*Required action*
The task calls for each record to be given again exactly.

(Entries supplied begins)

//! Block compression for raster output

pub mod deflate;
pub mod lzw;

use std::fmt;
use std::str::FromStr;

use serde::Serialize;

use crate::error::Result;

/// Compression applied to each output block
#[derive(Debug, Clone, Copy, PartialEq, Eq, Default, Serialize)]
#[serde(rename_all = "lowercase")]
pub enum Compression {
    /// Blocks stored as-is
    None,
    /// TIFF LZW, compression 5
    Lzw,
    /// zlib-wrapped Deflate, TIFF compression 8
    #[default]
    Deflate,
}

impl Compression {
    /// Returns the TIFF Compression tag value
    pub fn tag_value(&self) -> u16 {
        match self {
            Compression::None => 1,
            Compression::Lzw => 5,
            Compression::Deflate => 8,
        }
    }

    /// Returns the name of this compression type
    pub fn name(&self) -> &'static str {
        match self {
            Compression::None => "none",
            Compression::Lzw => "lzw",
            Compression::Deflate => "deflate",
        }
    }

    /// Compresses one block
    pub fn compress(&self, data: &[u8]) -> Result<Vec<u8>> {
        match self {
            Compression::None => Ok(data.to_vec()),
            Compression::Lzw => lzw::compress(data),
            Compression::Deflate => deflate::compress(data),
        }
    }

    /// Largest size a `raw`-byte block can take once compressed
    pub fn max_encoded_len(&self, raw: u64) -> u64 {
        match self {
            Compression::None => raw,
            // 12-bit codes for every byte, plus clear codes and the end code
            Compression::Lzw => raw + raw / 2 + raw / 2048 + 16,
            // zlib's compressBound
            Compression::Deflate => raw + (raw >> 12) + (raw >> 14) + (raw >> 25) + 13,
        }
    }
}

impl fmt::Display for Compression {
    fn fmt(&self, f: &mut fmt::Formatter<'_>) -> fmt::Result {
        f.write_str(self.name())
    }
}

impl FromStr for Compression {
    type Err = String;

    fn from_str(s: &str) -> std::result::Result<Self, Self::Err> {
        match s.to_ascii_lowercase().as_str() {
            "none" => Ok(Compression::None),
            "lzw" => Ok(Compression::Lzw),
            "deflate" | "zip" => Ok(Compression::Deflate),
            other => Err(format!("unknown compression '{}' (expected none, lzw or deflate)", other)),
        }
    }
}

#[cfg(test)]
mod tests {
    use super::*;

    #[test]
    fn test_compression_tag_value() {
        assert_eq!(Compression::None.tag_value(), 1);
        assert_eq!(Compression::Lzw.tag_value(), 5);
        assert_eq!(Compression::Deflate.tag_value(), 8);
    }

    #[test]
    fn test_compression_from_str() {
        assert_eq!("none".parse::<Compression>().unwrap(), Compression::None);
        assert_eq!("DEFLATE".parse::<Compression>().unwrap(), Compression::Deflate);
        assert_eq!("zip".parse::<Compression>().unwrap(), Compression::Deflate);
        assert_eq!("LZW".parse::<Compression>().unwrap(), Compression::Lzw);
        assert!("jpeg".parse::<Compression>().is_err());
    }

    #[test]
    fn test_no_compression() {
        let data = vec![1u8, 2, 3, 4];
        assert_eq!(Compression::None.compress(&data).unwrap(), data);
        assert_eq!(Compression::default(), Compression::Deflate);
    }

    #[test]
    fn test_max_encoded_len_covers_incompressible_blocks() {
        // xorshift noise does not compress
        let mut state = 0x2545_F491_4F6C_DD1Du64;
        let noise: Vec<u8> = (0..64 * 1024)
            .map(|_| {
                state ^= state << 13;
                state ^= state >> 7;
                state ^= state << 17;
                state as u8
            })
            .collect();
        for compression in [Compression::None, Compression::Lzw, Compression::Deflate] {
            let encoded = compression.compress(&noise).unwrap();
            assert!(encoded.len() as u64 <= compression.max_encoded_len(noise.len() as u64));
        }
        assert!(Compression::Deflate.max_encoded_len(65536) > 65536);
    }
}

(Entries supplied ends)

*Output for this task*
//! Block compression for raster output

pub mod deflate;
pub mod lzw;

use std::fmt;
use std::str::FromStr;

use serde::Serialize;

use crate::error::Result;

/// Compression applied to each output block
#[derive(Debug, Clone, Copy, PartialEq, Eq, Default, Serialize)]
#[serde(rename_all = "lowercase")]
pub enum Compression {
    /// Blocks stored as-is
    None,
    /// TIFF LZW, compression 5
    Lzw,
    /// zlib-wrapped Deflate, TIFF compression 8
    #[default]
    Deflate,
}

impl Compression {
    /// Returns the TIFF Compression tag value
    pub fn tag_value(&self) -> u16 {
        match self {
            Compression::None => 1,
            Compression::Lzw => 5,
            Compression::Deflate => 8,
        }
    }

    /// Returns the name of this compression type
    pub fn name(&self) -> &'static str {
        match self {
            Compression::None => "none",
            Compression::Lzw => "lzw",
            Compression::Deflate => "deflate",
        }
    }

    /// Compresses one block
    pub fn compress(&self, data: &[u8]) -> Result<Vec<u8>> {
        match self {
            Compression::None => Ok(data.to_vec()),
            Compression::Lzw => lzw::compress(data),
            Compression::Deflate => deflate::compress(data),
        }
    }

    /// Largest size a `raw`-byte block can take once compressed
    pub fn max_encoded_len(&self, raw: u64) -> u64 {
        match self {
            Compression::None => raw,
            // 12-bit codes for every byte, plus clear codes and the end code
            Compression::Lzw => raw + raw / 2 + raw / 2048 + 16,
            // zlib's compressBound
            Compression::Deflate => raw + (raw >> 12) + (raw >> 14) + (raw >> 25) + 13,
        }
    }
}

impl fmt::Display for Compression {
    fn fmt(&self, f: &mut fmt::Formatter<'_>) -> fmt::Result {
        f.write_str(self.name())
    }
}

impl FromStr for Compression {
    type Err = String;

    fn from_str(s: &str) -> std::result::Result<Self, Self::Err> {
        match s.to_ascii_lowercase().as_str() {
            "none" => Ok(Compression::None),
            "lzw" => Ok(Compression::Lzw),
            "deflate" | "zip" => Ok(Compression::Deflate),
            other => Err(format!("unknown compression '{}' (expected none, lzw or deflate)", other)),
        }
    }
}

#[cfg(test)]
mod tests {
    use super::*;

    #[test]
    fn test_compression_tag_value() {
        assert_eq!(Compression::None.tag_value(), 1);
        assert_eq!(Compression::Lzw.tag_value(), 5);
        assert_eq!(Compression::Deflate.tag_value(), 8);
    }

    #[test]
    fn test_compression_from_str() {
        assert_eq!("none".parse::<Compression>().unwrap(), Compression::None);
        assert_eq!("DEFLATE".parse::<Compression>().unwrap(), Compression::Deflate);
        assert_eq!("zip".parse::<Compression>().unwrap(), Compression::Deflate);
        assert_eq!("LZW".parse::<Compression>().unwrap(), Compression::Lzw);
        assert!("jpeg".parse::<Compression>().is_err());
    }

    #[test]
    fn test_no_compression() {
        let data = vec![1u8, 2, 3, 4];
        assert_eq!(Compression::None.compress(&data).unwrap(), data);
        assert_eq!(Compression::default(), Compression::Deflate);
    }

    #[test]
    fn test_max_encoded_len_covers_incompressible_blocks() {
        // xorshift noise does not compress
        let mut state = 0x2545_F491_4F6C_DD1Du64;
        let noise: Vec<u8> = (0..64 * 1024)
            .map(|_| {
                state ^= state << 13;
                state ^= state >> 7;
                state ^= state << 17;
                state as u8
            })
            .collect();
        for compression in [Compression::None, Compression::Lzw, Compression::Deflate] {
            let encoded = compression.compress(&noise).unwrap();
            assert!(encoded.len() as u64 <= compression.max_encoded_len(noise.len() as u64));
        }
        assert!(Compression::Deflate.max_encoded_len(65536) > 65536);
    }
}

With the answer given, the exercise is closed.